In 1954, the representative of the Second District of Negros Occidental, Carlos A. Hilado authored a bill creating the first trade-technical school in the province, the Negros Occidental School of Arts and Trades in the then town of Talisay.

In 1984, Paglaum State College was established by virtue of Batas Pambansa No. 477, which caused the merger of three educational institutions in the province of Negros Occidental: Negros Occidental School of Arts and Trades in Talisay, Provincial Community College in Fortune Towne, Bacolod City, and the Bacolod City National Trade School in Alijis, Bacolod City. Paglaum is a Hiligaynon word which means "hope".

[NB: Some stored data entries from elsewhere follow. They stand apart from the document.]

//! Error types.
//!
//! Only invalid input aborts a planning call. Infeasible jobs are reported in
//! the plan, and distance-service failures degrade to the great-circle model.

use thiserror::Error;

#[derive(Debug, Error, Clone, PartialEq, Eq)]
pub enum PlanningError {
    #[error("invalid input at {field}: {reason}")]
    InvalidInput { field: String, reason: String },
}

impl PlanningError {
    pub fn invalid(field: impl Into<String>, reason: impl Into<String>) -> Self {
        PlanningError::InvalidInput {
            field: field.into(),
            reason: reason.into(),
        }
    }

    pub fn field(&self) -> &str {
        match self {
            PlanningError::InvalidInput { field, .. } => field,
        }
    }
}

/// Failure of an external distance backend.
#[derive(Debug, Error)]
pub enum DistanceError {
    #[error("distance service request failed: {0}")]
    Http(#[from] reqwest::Error),

    #[error("distance service returned code {0}")]
    Service(String),

    #[error("distance service returned a {rows}x{cols} matrix for {expected} locations")]
    Dimension {
        rows: usize,
        cols: usize,
        expected: usize,
    },

    #[error("distance service has no route between locations {from} and {to}")]
    Unreachable { from: usize, to: usize },
}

In 1994, by virtue of Republic Act (RA) no. 7707 authored by Representative Jose Carlos V. Lacson, Paglaum State College was renamed Carlos Hilado Memorial State College in honor of Congressman Carlos A. Hilado.

On November 24, 2000, Carlos Hilado Memorial State College acquired another satellite campus with the integration of the Negros Occidental School of Fisheries in Binalbagan, Negros Occidental, into the state college.

In 2018, the family of then E.B. Magalona vice mayor Robert F. Acaling donated a 3-hectare lot in Barangay Alicante, EB Magalona, to serve as a Research and Extension Center of the university and named it the Jesús Fermin Research and Extension Center. In the same year, Carmen Agricultural Development Inc. also donated a 3-hectare lot in Barangay San Jose, Binalbagan.

On April 26, 2019, Carlos Hilado Memorial State College was converted into a state university as per law filed by Representatives Greg Gasataya of Bacolod, Albee Benitez of the Third District of Negros Occidental, and Bebot Mirasol of the Fifth District of Negros Occidental, by virtue of Republic Act (RA) no. 11336, which was sponsored by Senator Bam Aquino.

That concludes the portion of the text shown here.